• [WHAT IS REQUIRED] For this exercise, reproduce the entries below exactly, but only from the line containing "the recognition engine" through the line containing "pub async fn", both included.

Stored data entries:

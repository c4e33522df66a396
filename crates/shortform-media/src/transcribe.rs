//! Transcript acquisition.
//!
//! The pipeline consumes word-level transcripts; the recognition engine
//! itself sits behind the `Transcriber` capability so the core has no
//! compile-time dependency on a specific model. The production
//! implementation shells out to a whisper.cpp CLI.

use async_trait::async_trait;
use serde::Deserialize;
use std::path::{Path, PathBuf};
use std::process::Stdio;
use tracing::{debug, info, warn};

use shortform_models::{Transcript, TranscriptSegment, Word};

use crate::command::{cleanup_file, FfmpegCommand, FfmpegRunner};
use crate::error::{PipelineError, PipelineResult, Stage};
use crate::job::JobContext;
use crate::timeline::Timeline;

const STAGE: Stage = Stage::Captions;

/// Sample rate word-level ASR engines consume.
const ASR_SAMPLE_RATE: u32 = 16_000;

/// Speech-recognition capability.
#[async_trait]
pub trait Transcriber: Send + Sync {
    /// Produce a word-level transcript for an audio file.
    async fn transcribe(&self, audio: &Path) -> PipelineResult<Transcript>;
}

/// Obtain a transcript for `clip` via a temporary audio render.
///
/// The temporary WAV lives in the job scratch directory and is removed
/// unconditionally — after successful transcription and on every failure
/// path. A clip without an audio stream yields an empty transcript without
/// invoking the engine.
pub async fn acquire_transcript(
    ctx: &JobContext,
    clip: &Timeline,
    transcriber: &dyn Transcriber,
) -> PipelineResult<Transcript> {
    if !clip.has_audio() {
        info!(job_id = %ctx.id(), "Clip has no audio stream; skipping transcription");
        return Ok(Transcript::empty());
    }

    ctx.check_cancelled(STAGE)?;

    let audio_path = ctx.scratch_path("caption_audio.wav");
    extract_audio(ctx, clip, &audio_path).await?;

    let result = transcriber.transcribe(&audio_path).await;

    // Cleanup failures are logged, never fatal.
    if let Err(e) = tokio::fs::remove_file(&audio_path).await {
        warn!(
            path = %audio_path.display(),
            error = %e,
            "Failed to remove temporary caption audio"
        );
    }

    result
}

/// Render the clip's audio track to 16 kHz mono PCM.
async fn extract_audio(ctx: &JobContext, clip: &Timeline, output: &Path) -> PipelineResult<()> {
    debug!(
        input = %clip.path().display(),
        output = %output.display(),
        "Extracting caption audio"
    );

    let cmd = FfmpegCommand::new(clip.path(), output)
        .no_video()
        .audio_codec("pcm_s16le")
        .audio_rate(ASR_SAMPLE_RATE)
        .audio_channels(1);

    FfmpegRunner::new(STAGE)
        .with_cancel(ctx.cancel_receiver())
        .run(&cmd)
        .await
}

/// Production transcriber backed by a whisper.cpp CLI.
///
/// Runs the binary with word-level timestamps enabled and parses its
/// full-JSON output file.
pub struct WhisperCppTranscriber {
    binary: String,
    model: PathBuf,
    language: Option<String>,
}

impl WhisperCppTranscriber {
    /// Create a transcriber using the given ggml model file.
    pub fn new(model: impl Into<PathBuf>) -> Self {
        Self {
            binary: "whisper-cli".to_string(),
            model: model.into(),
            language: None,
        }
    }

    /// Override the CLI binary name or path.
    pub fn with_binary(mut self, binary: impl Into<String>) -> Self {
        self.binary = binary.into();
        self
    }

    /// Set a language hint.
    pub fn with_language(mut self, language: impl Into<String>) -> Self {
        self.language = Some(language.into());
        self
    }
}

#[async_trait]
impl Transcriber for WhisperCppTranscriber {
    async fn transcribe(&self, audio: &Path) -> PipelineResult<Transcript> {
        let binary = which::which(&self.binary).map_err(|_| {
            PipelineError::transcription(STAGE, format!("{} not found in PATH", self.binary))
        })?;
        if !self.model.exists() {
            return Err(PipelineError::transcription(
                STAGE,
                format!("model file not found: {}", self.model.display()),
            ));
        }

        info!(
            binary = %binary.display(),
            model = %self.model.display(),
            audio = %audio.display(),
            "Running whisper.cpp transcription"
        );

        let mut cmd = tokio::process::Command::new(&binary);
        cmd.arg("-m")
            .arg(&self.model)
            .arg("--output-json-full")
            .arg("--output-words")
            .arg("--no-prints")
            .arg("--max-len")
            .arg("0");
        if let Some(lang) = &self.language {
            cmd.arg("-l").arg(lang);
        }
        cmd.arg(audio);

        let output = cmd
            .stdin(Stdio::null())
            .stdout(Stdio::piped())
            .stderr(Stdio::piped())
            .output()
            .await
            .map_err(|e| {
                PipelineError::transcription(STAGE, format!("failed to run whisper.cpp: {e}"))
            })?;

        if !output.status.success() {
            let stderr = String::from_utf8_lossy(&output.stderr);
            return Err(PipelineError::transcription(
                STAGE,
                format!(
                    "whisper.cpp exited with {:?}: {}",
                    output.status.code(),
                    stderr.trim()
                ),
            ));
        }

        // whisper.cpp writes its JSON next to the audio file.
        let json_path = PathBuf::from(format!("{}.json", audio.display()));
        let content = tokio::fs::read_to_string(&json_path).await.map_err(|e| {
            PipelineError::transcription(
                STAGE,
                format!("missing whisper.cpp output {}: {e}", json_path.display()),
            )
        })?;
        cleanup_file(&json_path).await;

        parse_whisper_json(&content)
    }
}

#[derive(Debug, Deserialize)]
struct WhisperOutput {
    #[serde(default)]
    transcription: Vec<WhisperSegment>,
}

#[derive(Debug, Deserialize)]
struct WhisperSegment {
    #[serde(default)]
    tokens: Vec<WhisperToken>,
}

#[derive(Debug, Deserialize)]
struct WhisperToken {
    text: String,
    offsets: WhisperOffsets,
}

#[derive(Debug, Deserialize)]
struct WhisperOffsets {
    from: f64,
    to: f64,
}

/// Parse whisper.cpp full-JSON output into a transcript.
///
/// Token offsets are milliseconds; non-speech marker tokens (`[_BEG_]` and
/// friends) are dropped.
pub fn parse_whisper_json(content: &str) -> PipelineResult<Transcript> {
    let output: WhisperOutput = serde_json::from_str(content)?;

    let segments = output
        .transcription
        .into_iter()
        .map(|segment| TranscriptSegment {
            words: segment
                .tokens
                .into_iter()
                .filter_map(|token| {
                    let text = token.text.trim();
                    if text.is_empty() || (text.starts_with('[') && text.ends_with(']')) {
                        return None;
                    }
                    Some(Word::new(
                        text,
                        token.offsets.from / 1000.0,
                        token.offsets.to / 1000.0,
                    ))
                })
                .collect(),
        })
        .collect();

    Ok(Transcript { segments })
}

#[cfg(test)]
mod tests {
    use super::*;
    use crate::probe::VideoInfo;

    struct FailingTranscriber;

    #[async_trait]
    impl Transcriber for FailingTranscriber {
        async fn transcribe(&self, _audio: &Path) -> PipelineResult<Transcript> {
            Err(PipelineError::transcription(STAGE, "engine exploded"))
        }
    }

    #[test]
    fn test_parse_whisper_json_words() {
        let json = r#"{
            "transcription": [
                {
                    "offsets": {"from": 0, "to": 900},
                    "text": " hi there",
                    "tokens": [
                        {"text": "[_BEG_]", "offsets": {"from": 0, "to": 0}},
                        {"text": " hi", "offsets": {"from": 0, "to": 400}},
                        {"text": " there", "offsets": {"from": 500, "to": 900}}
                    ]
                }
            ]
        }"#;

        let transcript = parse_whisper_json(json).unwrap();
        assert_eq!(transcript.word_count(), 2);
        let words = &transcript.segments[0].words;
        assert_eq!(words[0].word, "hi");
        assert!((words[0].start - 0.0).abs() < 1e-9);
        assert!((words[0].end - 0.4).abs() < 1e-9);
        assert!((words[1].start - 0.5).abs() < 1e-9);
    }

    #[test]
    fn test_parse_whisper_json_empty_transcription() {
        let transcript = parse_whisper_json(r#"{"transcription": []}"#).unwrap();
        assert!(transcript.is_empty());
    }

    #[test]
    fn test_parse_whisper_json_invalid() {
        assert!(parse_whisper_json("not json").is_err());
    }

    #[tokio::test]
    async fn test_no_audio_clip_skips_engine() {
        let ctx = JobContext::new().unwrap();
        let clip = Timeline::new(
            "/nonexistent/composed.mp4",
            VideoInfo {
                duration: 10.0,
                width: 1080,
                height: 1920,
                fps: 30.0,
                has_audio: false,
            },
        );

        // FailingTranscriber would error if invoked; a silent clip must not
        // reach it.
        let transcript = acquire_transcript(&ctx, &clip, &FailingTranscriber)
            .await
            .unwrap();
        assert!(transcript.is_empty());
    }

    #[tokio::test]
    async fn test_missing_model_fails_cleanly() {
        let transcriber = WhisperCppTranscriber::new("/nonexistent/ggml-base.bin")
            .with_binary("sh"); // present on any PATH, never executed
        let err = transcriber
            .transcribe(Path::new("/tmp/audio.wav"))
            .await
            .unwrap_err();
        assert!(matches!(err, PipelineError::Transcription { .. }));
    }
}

• [COMPLETED TASK]
//! The pipeline consumes word-level transcripts; the recognition engine
//! itself sits behind the `Transcriber` capability so the core has no
//! compile-time dependency on a specific model. The production
//! implementation shells out to a whisper.cpp CLI.

use async_trait::async_trait;
use serde::Deserialize;
use std::path::{Path, PathBuf};
use std::process::Stdio;
use tracing::{debug, info, warn};

use shortform_models::{Transcript, TranscriptSegment, Word};

use crate::command::{cleanup_file, FfmpegCommand, FfmpegRunner};
use crate::error::{PipelineError, PipelineResult, Stage};
use crate::job::JobContext;
use crate::timeline::Timeline;

const STAGE: Stage = Stage::Captions;

/// Sample rate word-level ASR engines consume.
const ASR_SAMPLE_RATE: u32 = 16_000;

/// Speech-recognition capability.
#[async_trait]
pub trait Transcriber: Send + Sync {
    /// Produce a word-level transcript for an audio file.
    async fn transcribe(&self, audio: &Path) -> PipelineResult<Transcript>;
}

/// Obtain a transcript for `clip` via a temporary audio render.
///
/// The temporary WAV lives in the job scratch directory and is removed
/// unconditionally — after successful transcription and on every failure
/// path. A clip without an audio stream yields an empty transcript without
/// invoking the engine.
pub async fn acquire_transcript(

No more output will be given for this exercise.